Messaging apps may seem quick and easy - but that’s only after you download them onto your smartphone. Less than half of young adults who own smartphones report using messaging apps such as WhatsApp, Kik, or Viber; that extra hurdle of requiring a download means that you’ll lose many of the students you’re seeking to engage. Additionally, not every student owns a smartphone, and popular messaging applications are not supported by older, more basic phones.
Facebook and similar social media sites are a little better at engaging students: 70% of Facebook users check the site daily, with 43% checking Facebook multiple times each day. Schools, companies, and organizations use Facebook to market themselves to consumers and members, making Facebook a much more public and less personal communication channel. With the daily deluge of ads, promotions, and events filling students’ newsfeeds, it’s so easy for students to tune out your messages. Facebook Messenger is a more personal means of communicating with students on the site, but it again requires a smartphone download or computer login.

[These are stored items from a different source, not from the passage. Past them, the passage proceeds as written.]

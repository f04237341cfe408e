// SPDX-License-Identifier: MPL-2.0

//! Shutter sound playback

use crate::errors::{AppError, AppResult};
use std::io::Write;
use std::sync::atomic::{AtomicUsize, Ordering};

/// Audible cue played on every capture
pub trait ShutterSound: Send + Sync {
    /// Play the cue; failures are reported, never fatal
    fn play(&self) -> AppResult<()>;
}

/// Rings the terminal bell
#[derive(Debug, Default, Clone, Copy)]
pub struct TerminalBell;

impl ShutterSound for TerminalBell {
    fn play(&self) -> AppResult<()> {
        let mut stdout = std::io::stdout();
        stdout
            .write_all(b"\x07")
            .and_then(|_| stdout.flush())
            .map_err(|e| AppError::Audio(e.to_string()))
    }
}

/// No sound at all
#[derive(Debug, Default, Clone, Copy)]
pub struct Silent;

impl ShutterSound for Silent {
    fn play(&self) -> AppResult<()> {
        Ok(())
    }
}

/// Counts plays, optionally failing each one
#[derive(Debug, Default)]
pub struct CountingShutter {
    plays: AtomicUsize,
    fail_with: Option<String>,
}

impl CountingShutter {
    pub fn new() -> Self {
        Self::default()
    }

    /// Every play is counted and then fails with `reason`
    pub fn failing(reason: impl Into<String>) -> Self {
        Self {
            plays: AtomicUsize::new(0),
            fail_with: Some(reason.into()),
        }
    }

    pub fn plays(&self) -> usize {
        self.plays.load(Ordering::SeqCst)
    }
}

impl ShutterSound for CountingShutter {
    fn play(&self) -> AppResult<()> {
        self.plays.fetch_add(1, Ordering::SeqCst);
        match &self.fail_with {
            Some(reason) => Err(AppError::Audio(reason.clone())),
            None => Ok(()),
        }
    }
}

#[cfg(test)]
mod tests {
    use super::*;

    #[test]
    fn test_failing_shutter_still_counts() {
        let shutter = CountingShutter::failing("no output device");
        assert!(matches!(shutter.play(), Err(AppError::Audio(_))));
        assert_eq!(shutter.plays(), 1);
    }
}
// SPDX-License-Identifier: GPL-3.0-only

//! Film strip rasterization
//!
//! Lays the photos out top to bottom on a dark film plate with sprocket
//! perforations along both edges and exposure marks on the right border.
//! Layout is computed in layout pixels and multiplied by `scale` when
//! rasterizing, so the export is sharp on high density screens.

use crate::constants::strip::{
    BORDER_WIDTH, EXPOSURE_MARKS, FRAME_GAP, FRAME_HEIGHT, FRAME_WIDTH, PERFORATIONS,
    VERTICAL_PADDING,
};
use crate::errors::ExportError;
use image::{Rgba, RgbaImage, imageops};

const PLATE_COLOR: [u8; 3] = [26, 26, 26];
const PERFORATION_COLOR: [u8; 3] = [236, 236, 230];
const EXPOSURE_MARK_COLOR: [u8; 3] = [255, 165, 0];
const CORNER_MARK_COLOR: [u8; 3] = [255, 255, 255];
/// Peak amplitude of the film grain noise
const GRAIN_AMPLITUDE: i16 = 6;

/// Axis-aligned rectangle in output pixels
#[derive(Debug, Clone, Copy, PartialEq, Eq)]
pub struct Rect {
    pub x: u32,
    pub y: u32,
    pub width: u32,
    pub height: u32,
}

/// Geometry of a strip holding `photo_count` frames
#[derive(Debug, Clone, Copy, PartialEq, Eq)]
pub struct StripLayout {
    pub photo_count: u32,
    pub scale: u32,
}

impl StripLayout {
    pub fn new(photo_count: usize, scale: u32) -> Self {
        Self {
            photo_count: photo_count as u32,
            scale: scale.max(1),
        }
    }

    pub fn width(&self) -> u32 {
        (BORDER_WIDTH * 2 + FRAME_WIDTH) * self.scale
    }

    pub fn height(&self) -> u32 {
        let frames = self.photo_count * FRAME_HEIGHT;
        let gaps = self.photo_count.saturating_sub(1) * FRAME_GAP;
        (VERTICAL_PADDING * 2 + frames + gaps) * self.scale
    }

    /// Where photo `index` is placed
    pub fn frame_rect(&self, index: u32) -> Rect {
        let s = self.scale;
        Rect {
            x: BORDER_WIDTH * s,
            y: (VERTICAL_PADDING + index * (FRAME_HEIGHT + FRAME_GAP)) * s,
            width: FRAME_WIDTH * s,
            height: FRAME_HEIGHT * s,
        }
    }

    /// Sprocket holes, evenly spaced down both borders
    pub fn perforations(&self) -> Vec<Rect> {
        let s = self.scale;
        let hole_w = BORDER_WIDTH * s * 2 / 5;
        let hole_h = (hole_w * 3 / 4).max(1);
        let pitch = self.height() / PERFORATIONS;
        let left_x = (BORDER_WIDTH * s - hole_w) / 2;
        let right_x = self.width() - BORDER_WIDTH * s + left_x;

        (0..PERFORATIONS)
            .flat_map(|i| {
                let y = i * pitch + (pitch.saturating_sub(hole_h)) / 2;
                [left_x, right_x].map(|x| Rect {
                    x,
                    y,
                    width: hole_w,
                    height: hole_h,
                })
            })
            .collect()
    }

    /// Exposure marks at 12% steps down the right border
    pub fn exposure_marks(&self) -> Vec<Rect> {
        let s = self.scale;
        let mark_w = (BORDER_WIDTH * s / 5).max(1);
        let mark_h = (2 * s).max(1);
        // Between the frame edge and the perforations
        let x = self.width() - BORDER_WIDTH * s + s;

        (1..=EXPOSURE_MARKS)
            .map(|i| Rect {
                x,
                y: self.height() * i * 12 / 100,
                width: mark_w,
                height: mark_h,
            })
            .filter(|rect| rect.y + rect.height <= self.height())
            .collect()
    }
}

/// Compose the strip from decoded photos, in order
pub fn compose_strip(photos: &[RgbaImage], scale: u32) -> Result<RgbaImage, ExportError> {
    if photos.is_empty() {
        return Err(ExportError::EmptyStrip);
    }

    let layout = StripLayout::new(photos.len(), scale);
    let mut canvas = RgbaImage::new(layout.width(), layout.height());
    paint_plate(&mut canvas);

    for hole in layout.perforations() {
        fill_rect(&mut canvas, hole, PERFORATION_COLOR);
    }
    for mark in layout.exposure_marks() {
        fill_rect(&mut canvas, mark, EXPOSURE_MARK_COLOR);
    }

    for (index, photo) in photos.iter().enumerate() {
        if photo.width() == 0 || photo.height() == 0 {
            return Err(ExportError::CompositionFailed(format!(
                "photo {} has no pixels",
                index + 1
            )));
        }
        let rect = layout.frame_rect(index as u32);
        let fitted = cover_fit(photo, rect.width, rect.height);
        imageops::replace(&mut canvas, &fitted, rect.x as i64, rect.y as i64);
        paint_corner_marks(&mut canvas, rect, layout.scale);
    }

    Ok(canvas)
}

/// Scale to cover `width`x`height` and crop the overflow evenly
pub fn cover_fit(photo: &RgbaImage, width: u32, height: u32) -> RgbaImage {
    let (src_w, src_h) = photo.dimensions();
    let scale = f64::max(
        width as f64 / src_w as f64,
        height as f64 / src_h as f64,
    );
    let crop_w = ((width as f64 / scale).round() as u32).clamp(1, src_w);
    let crop_h = ((height as f64 / scale).round() as u32).clamp(1, src_h);
    let x = (src_w - crop_w) / 2;
    let y = (src_h - crop_h) / 2;

    let cropped = imageops::crop_imm(photo, x, y, crop_w, crop_h).to_image();
    imageops::resize(&cropped, width, height, imageops::FilterType::Triangle)
}

fn paint_plate(canvas: &mut RgbaImage) {
    for (x, y, pixel) in canvas.enumerate_pixels_mut() {
        let noise = grain(x, y);
        let [r, g, b] = PLATE_COLOR.map(|c| (c as i16 + noise).clamp(0, 255) as u8);
        *pixel = Rgba([r, g, b, 255]);
    }
}

/// Deterministic per-pixel grain in `-GRAIN_AMPLITUDE..=GRAIN_AMPLITUDE`
fn grain(x: u32, y: u32) -> i16 {
    let mut h = x.wrapping_mul(0x9E37_79B1) ^ y.wrapping_mul(0x85EB_CA77);
    h ^= h >> 15;
    h = h.wrapping_mul(0x2C1B_3C6D);
    h ^= h >> 12;
    (h % (GRAIN_AMPLITUDE as u32 * 2 + 1)) as i16 - GRAIN_AMPLITUDE
}

fn fill_rect(canvas: &mut RgbaImage, rect: Rect, rgb: [u8; 3]) {
    let x_end = (rect.x + rect.width).min(canvas.width());
    let y_end = (rect.y + rect.height).min(canvas.height());
    for y in rect.y..y_end {
        for x in rect.x..x_end {
            canvas.put_pixel(x, y, Rgba([rgb[0], rgb[1], rgb[2], 255]));
        }
    }
}

/// Small L-shaped marks in each corner of a frame
fn paint_corner_marks(canvas: &mut RgbaImage, frame: Rect, scale: u32) {
    let len = 8 * scale;
    let thick = scale;
    let inset = 4 * scale;
    let left = frame.x + inset;
    let top = frame.y + inset;
    let right = frame.x + frame.width - inset;
    let bottom = frame.y + frame.height - inset;

    let segments = [
        // top-left
        Rect { x: left, y: top, width: len, height: thick },
        Rect { x: left, y: top, width: thick, height: len },
        // top-right
        Rect { x: right - len, y: top, width: len, height: thick },
        Rect { x: right - thick, y: top, width: thick, height: len },
        // bottom-left
        Rect { x: left, y: bottom - thick, width: len, height: thick },
        Rect { x: left, y: bottom - len, width: thick, height: len },
        // bottom-right
        Rect { x: right - len, y: bottom - thick, width: len, height: thick },
        Rect { x: right - thick, y: bottom - len, width: thick, height: len },
    ];
    for segment in segments {
        fill_rect(canvas, segment, CORNER_MARK_COLOR);
    }
}

#[cfg(test)]
mod tests {
    use super::*;

    #[test]
    fn test_layout_dimensions() {
        let layout = StripLayout::new(3, 1);
        assert_eq!(layout.width(), 300);
        assert_eq!(layout.height(), 30 + 180 * 3 + 20 * 2 + 30);

        let scaled = StripLayout::new(3, 2);
        assert_eq!(scaled.width(), 600);
        assert_eq!(scaled.height(), layout.height() * 2);
        assert_eq!(scaled.frame_rect(1).y, (30 + 200) * 2);
    }

    #[test]
    fn test_decoration_counts() {
        let layout = StripLayout::new(3, 2);
        assert_eq!(layout.perforations().len(), 16);
        assert_eq!(layout.exposure_marks().len(), 8);
        for hole in layout.perforations() {
            assert!(hole.x + hole.width <= layout.width());
            assert!(hole.y + hole.height <= layout.height());
        }
    }

    #[test]
    fn test_empty_strip_is_an_error() {
        assert!(matches!(compose_strip(&[], 2), Err(ExportError::EmptyStrip)));
    }

    #[test]
    fn test_photos_land_in_order() {
        let red = RgbaImage::from_pixel(40, 40, Rgba([250, 0, 0, 255]));
        let blue = RgbaImage::from_pixel(40, 40, Rgba([0, 0, 250, 255]));
        let strip = compose_strip(&[red, blue], 1).unwrap();

        let layout = StripLayout::new(2, 1);
        let first = layout.frame_rect(0);
        let second = layout.frame_rect(1);
        let center = |r: Rect| strip.get_pixel(r.x + r.width / 2, r.y + r.height / 2).0;
        assert_eq!(center(first), [250, 0, 0, 255]);
        assert_eq!(center(second), [0, 0, 250, 255]);
    }

    #[test]
    fn test_cover_fit_fills_target() {
        let wide = RgbaImage::from_pixel(400, 100, Rgba([1, 2, 3, 255]));
        let fitted = cover_fit(&wide, 220, 180);
        assert_eq!(fitted.dimensions(), (220, 180));
    }

    #[test]
    fn test_grain_is_bounded() {
        for (x, y) in [(0, 0), (17, 3), (599, 1279), (u32::MAX, 5)] {
            assert!(grain(x, y).abs() <= GRAIN_AMPLITUDE);
        }
    }
}
// SPDX-License-Identifier: MPL-2.0

//! Async post-processing for captured frames
//!
//! Rendering happens in two passes so the filter always sees the full frame:
//!
//! 1. Render the frame unfiltered at its native resolution
//! 2. Apply the selected filter's effect chain on top (skipped for Normal)
//!
//! The alpha channel is dropped afterwards since JPEG has none.

use crate::backends::camera::types::CameraFrame;
use crate::filters::FilterType;
use image::{RgbImage, RgbaImage};
use std::sync::Arc;
use tracing::{debug, info};

/// Processed image data
pub struct ProcessedImage {
    pub image: RgbImage,
    pub width: u32,
    pub height: u32,
}

/// Post-processor for captured frames
#[derive(Debug, Clone, Copy, Default)]
pub struct PostProcessor {
    filter: FilterType,
}

impl PostProcessor {
    pub fn new(filter: FilterType) -> Self {
        Self { filter }
    }

    pub fn filter(&self) -> FilterType {
        self.filter
    }

    /// Process a captured frame asynchronously
    ///
    /// The pixel passes run on the blocking pool.
    pub async fn process(&self, frame: Arc<CameraFrame>) -> Result<ProcessedImage, String> {
        info!(
            width = frame.width,
            height = frame.height,
            filter = %self.filter,
            "Starting post-processing"
        );

        let filter = self.filter;
        tokio::task::spawn_blocking(move || Self::process_sync(&frame, filter))
            .await
            .map_err(|e| format!("Post-processing task error: {}", e))?
    }

    /// Blocking variant of [`process`](Self::process)
    pub fn process_sync(frame: &CameraFrame, filter: FilterType) -> Result<ProcessedImage, String> {
        // Pass 1: unfiltered render at native resolution
        let mut canvas = Self::render_frame(frame)?;

        // Pass 2: filter on top of the rendered canvas
        if !filter.is_identity() {
            filter.apply(&mut canvas);
            debug!(filter = %filter.css(), "Filter applied");
        }

        let (width, height) = canvas.dimensions();
        let image = image::DynamicImage::ImageRgba8(canvas).to_rgb8();
        debug!("Post-processing complete");

        Ok(ProcessedImage {
            image,
            width,
            height,
        })
    }

    fn render_frame(frame: &CameraFrame) -> Result<RgbaImage, String> {
        let expected_size = (frame.width as usize) * (frame.height as usize) * 4;
        if frame.width == 0 || frame.height == 0 {
            return Err("Frame has no pixels".to_string());
        }
        if frame.data.len() < expected_size {
            return Err(format!(
                "RGBA data too small: expected {}, got {}",
                expected_size,
                frame.data.len()
            ));
        }
        RgbaImage::from_raw(
            frame.width,
            frame.height,
            frame.data[..expected_size].to_vec(),
        )
        .ok_or_else(|| "Frame buffer does not match its dimensions".to_string())
    }
}
// SPDX-License-Identifier: GPL-3.0-only

//! Synthetic camera producing a test card
//!
//! Used by `--synthetic` on machines without a webcam and by the test suite.
//! Frames are generated on demand when the consumer polls, paced to the
//! configured frame interval.

use super::types::*;
use super::{CameraBackend, FrameStream};
use std::sync::Arc;
use std::sync::atomic::{AtomicUsize, Ordering};
use std::time::{Duration, Instant};
use tracing::debug;

/// Test card patterns
#[derive(Debug, Clone, Copy, PartialEq, Eq)]
pub enum TestPattern {
    /// Eight vertical bars with a moving sweep line
    ColorBars,
    /// Horizontal gradient from dark to light
    Gradient,
    /// Single flat color
    Solid([u8; 3]),
}

/// Backend handing out synthetic streams
#[derive(Debug, Clone)]
pub struct SyntheticBackend {
    pattern: TestPattern,
    frame_interval: Duration,
    warmup_polls: u32,
    failure: Option<BackendError>,
    active: Arc<AtomicUsize>,
}

impl Default for SyntheticBackend {
    fn default() -> Self {
        Self::new()
    }
}

impl SyntheticBackend {
    /// Color bars at ~30fps, ready on the first poll
    pub fn new() -> Self {
        Self {
            pattern: TestPattern::ColorBars,
            frame_interval: Duration::from_millis(33),
            warmup_polls: 0,
            failure: None,
            active: Arc::new(AtomicUsize::new(0)),
        }
    }

    #[must_use]
    pub fn with_pattern(mut self, pattern: TestPattern) -> Self {
        self.pattern = pattern;
        self
    }

    #[must_use]
    pub fn with_frame_interval(mut self, interval: Duration) -> Self {
        self.frame_interval = interval;
        self
    }

    /// Number of polls that return nothing before the first frame
    #[must_use]
    pub fn with_warmup(mut self, polls: u32) -> Self {
        self.warmup_polls = polls;
        self
    }

    /// Make every `open` fail, as a denied or missing camera would
    #[must_use]
    pub fn failing(mut self, error: BackendError) -> Self {
        self.failure = Some(error);
        self
    }

    /// Counter of streams currently open on this backend
    pub fn active_streams(&self) -> Arc<AtomicUsize> {
        Arc::clone(&self.active)
    }
}

impl CameraBackend for SyntheticBackend {
    fn name(&self) -> &'static str {
        "synthetic"
    }

    fn enumerate_cameras(&self) -> Vec<CameraDevice> {
        vec![CameraDevice {
            name: "Synthetic Test Card".to_string(),
            path: "synthetic:0".to_string(),
            driver: "synthetic".to_string(),
            index: 0,
        }]
    }

    fn open(&self, request: &CameraRequest) -> BackendResult<Box<dyn FrameStream>> {
        if let Some(error) = &self.failure {
            return Err(error.clone());
        }

        let (width, height) = cropped_size(request);
        self.active.fetch_add(1, Ordering::SeqCst);
        debug!(width, height, pattern = ?self.pattern, "Synthetic stream opened");

        Ok(Box::new(SyntheticStream {
            format: CameraFormat {
                width,
                height,
                framerate: (self.frame_interval.as_millis() > 0)
                    .then(|| (1000 / self.frame_interval.as_millis()) as u32),
            },
            pattern: self.pattern,
            frame_interval: self.frame_interval,
            warmup_polls: self.warmup_polls,
            last_frame_at: None,
            sequence: 0,
            active: Some(Arc::clone(&self.active)),
        }))
    }
}

/// Size the request resolves to once cropped to its aspect ratio
fn cropped_size(request: &CameraRequest) -> (u32, u32) {
    let width = request.ideal_width.max(1);
    let height = request.ideal_height.max(1);
    if request.aspect_ratio <= 0.0 {
        return (width, height);
    }
    let target_width = (height as f32 * request.aspect_ratio).round() as u32;
    if target_width <= width {
        (target_width.max(1), height)
    } else {
        (width, ((width as f32 / request.aspect_ratio).round() as u32).max(1))
    }
}

struct SyntheticStream {
    format: CameraFormat,
    pattern: TestPattern,
    frame_interval: Duration,
    warmup_polls: u32,
    last_frame_at: Option<Instant>,
    sequence: u64,
    /// Taken on stop so the counter is decremented exactly once
    active: Option<Arc<AtomicUsize>>,
}

impl FrameStream for SyntheticStream {
    fn format(&self) -> CameraFormat {
        self.format
    }

    fn try_next_frame(&mut self) -> Option<CameraFrame> {
        if self.active.is_none() {
            return None;
        }
        if self.warmup_polls > 0 {
            self.warmup_polls -= 1;
            return None;
        }

        let now = Instant::now();
        if let Some(last) = self.last_frame_at
            && now.duration_since(last) < self.frame_interval
        {
            return None;
        }
        self.last_frame_at = Some(now);

        let data = render_pattern(
            self.pattern,
            self.format.width,
            self.format.height,
            self.sequence,
        );
        let frame = CameraFrame {
            width: self.format.width,
            height: self.format.height,
            data: Arc::from(data),
            sequence: self.sequence,
            captured_at: now,
        };
        self.sequence += 1;
        Some(frame)
    }

    fn stop(&mut self) {
        if let Some(active) = self.active.take() {
            active.fetch_sub(1, Ordering::SeqCst);
            debug!(frames = self.sequence, "Synthetic stream stopped");
        }
    }

    fn is_running(&self) -> bool {
        self.active.is_some()
    }
}

impl Drop for SyntheticStream {
    fn drop(&mut self) {
        self.stop();
    }
}

/// Render one RGBA test card frame
pub fn render_pattern(pattern: TestPattern, width: u32, height: u32, sequence: u64) -> Vec<u8> {
    let mut data = vec![0u8; (width * height * 4) as usize];

    match pattern {
        TestPattern::ColorBars => {
            // White, Yellow, Cyan, Green, Magenta, Red, Blue, Black
            const BARS: [[u8; 3]; 8] = [
                [235, 235, 235],
                [235, 235, 16],
                [16, 235, 235],
                [16, 235, 16],
                [235, 16, 235],
                [235, 16, 16],
                [16, 16, 235],
                [16, 16, 16],
            ];
            let bar_width = (width / 8).max(1);
            let sweep_row = (sequence % height.max(1) as u64) as u32;

            for y in 0..height {
                for x in 0..width {
                    let rgb = if y == sweep_row {
                        [255, 255, 255]
                    } else {
                        BARS[(x / bar_width).min(7) as usize]
                    };
                    let offset = ((y * width + x) * 4) as usize;
                    data[offset..offset + 3].copy_from_slice(&rgb);
                    data[offset + 3] = 255;
                }
            }
        }
        TestPattern::Gradient => {
            for y in 0..height {
                for x in 0..width {
                    let v = ((x * 255) / width.max(1)) as u8;
                    let offset = ((y * width + x) * 4) as usize;
                    data[offset..offset + 4].copy_from_slice(&[v, v, v, 255]);
                }
            }
        }
        TestPattern::Solid(rgb) => {
            for pixel in data.chunks_exact_mut(4) {
                pixel[..3].copy_from_slice(&rgb);
                pixel[3] = 255;
            }
        }
    }

    data
}

#[cfg(test)]
mod tests {
    use super::*;

    #[test]
    fn test_square_crop_size() {
        let mut request = CameraRequest::square(0, 1920, 1080);
        assert_eq!(cropped_size(&request), (1080, 1080));

        request.aspect_ratio = 2.0;
        request.ideal_width = 100;
        request.ideal_height = 100;
        assert_eq!(cropped_size(&request), (100, 50));
    }

    #[test]
    fn test_warmup_delays_first_frame() {
        let backend = SyntheticBackend::new().with_warmup(2);
        let mut stream = backend.open(&CameraRequest::square(0, 4, 4)).unwrap();
        assert!(stream.try_next_frame().is_none());
        assert!(stream.try_next_frame().is_none());
        assert!(stream.try_next_frame().is_some());
    }

    #[test]
    fn test_stopped_stream_yields_nothing() {
        let backend = SyntheticBackend::new().with_frame_interval(Duration::ZERO);
        let mut stream = backend.open(&CameraRequest::square(0, 4, 4)).unwrap();
        assert!(stream.try_next_frame().is_some());
        stream.stop();
        stream.stop();
        assert!(!stream.is_running());
        assert!(stream.try_next_frame().is_none());
        assert_eq!(backend.active_streams().load(Ordering::SeqCst), 0);
    }

    #[test]
    fn test_failing_backend() {
        let backend =
            SyntheticBackend::new().failing(BackendError::NotAvailable("denied".into()));
        assert!(backend.open(&CameraRequest::square(0, 4, 4)).is_err());
        assert_eq!(backend.active_streams().load(Ordering::SeqCst), 0);
    }

    #[test]
    fn test_solid_pattern() {
        let data = render_pattern(TestPattern::Solid([1, 2, 3]), 2, 1, 0);
        assert_eq!(data, vec![1, 2, 3, 255, 1, 2, 3, 255]);
    }
}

So where does that leave educators? With good old SMS text messaging, of course! Text messaging is a unique engagement tool for several reasons. First of all, texting has been around the block - after more than fifteen years, it’s still one of the most common forms of contact. Any cell phone is capable of sending and receiving text messages with no download required, which is great news for the 15% of young adults who only own a basic cellphone. Furthermore, text messaging is much more personal, since most people only share their cell phone numbers with friends, family, and other trusted individuals. Because texting isn’t a public forum, it can’t be diluted by advertisements or company promotions. Perhaps this is why 97% of text messages are opened and read!
Despite the flood of new communication applications, texting is still the #1 way that students and young adults communicate. Texting is interactive and personal, and it cuts through the noise to get students the information they need, when they need it. We want to reach students where they’re at, and texting is here to stay.